Prior to ef041fd822a2cf3a4022525e942ce988b1f95180, that section was scanned by find_ctype() and identified as a jinja2 template. After that patch, the call to find_ctype() is bypassed and, hence, the jinja2 template rendering is skipped.

If I change this block to Content-Type: text/plain or to text/jinja2, the jinja is rendered as expected.

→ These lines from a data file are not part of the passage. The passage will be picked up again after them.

use crate::domain::model::Money;
use crate::utils::error::{MenuError, Result};

fn invalid_price(value: impl ToString, reason: &str) -> MenuError {
    MenuError::InvalidPrice {
        value: value.to_string(),
        reason: reason.to_string(),
    }
}

/// Largest accepted unit price, in major units.
pub const MAX_PRICE_MAJOR: f64 = 1_000_000.0;

/// Converts a major-unit amount (13, 12.5) into cents, rounding to the nearest cent.
pub fn money_from_major(amount: f64) -> Result<Money> {
    if !amount.is_finite() {
        return Err(invalid_price(amount, "price must be a finite number"));
    }
    if amount < 0.0 {
        return Err(invalid_price(amount, "price cannot be negative"));
    }
    if amount > MAX_PRICE_MAJOR {
        return Err(invalid_price(amount, "price exceeds the maximum of 1000000"));
    }
    Ok(Money::from_minor((amount * 100.0).round() as u64))
}

/// Parses a display string such as "$13.00", "1,250.50 USD" or "IQD 9000".
/// Commas are treated as thousands separators.
pub fn parse_formatted_price(input: &str) -> Result<Money> {
    let trimmed = input.trim();
    if trimmed.contains('-') {
        return Err(invalid_price(input, "price cannot be negative"));
    }

    let digits: String = trimmed
        .chars()
        .filter(|c| c.is_ascii_digit() || *c == '.')
        .collect();

    if digits.is_empty() {
        return Err(invalid_price(input, "no digits found"));
    }

    let amount: f64 = digits
        .parse()
        .map_err(|_| invalid_price(input, "malformed number"))?;
    money_from_major(amount)
}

It would almost certainly be harmless to add text/cloud-config as one of the types that gets passed to find_ctype() but it might not be worth the change since I doubt you have a lot of users out there using the same weird combination of types and tags that I was using. If you want to close this as 'invalid' I won't object.

Thanks again!

ubuntu-server-builder commented 1 year ago

Launchpad user Andrew Bogott(andrewbogott) wrote on 2021-03-24T19:59:39.074295+00:00

Update: I've now learned that text/plain and text/jinja2 don't work in the version of cloud-init shipped with Debian Stretch (7.9.2). So in order to have a config work in both old and new versions we need to support text/cloud-config. I will submit a patch for that shortly.

ubuntu-server-builder commented 1 year ago

Launchpad user Launchpad Janitor(janitor) wrote on 2021-05-24T04:17:23.862720+00:00

[Expired for cloud-init because there has been no activity for 60 days.]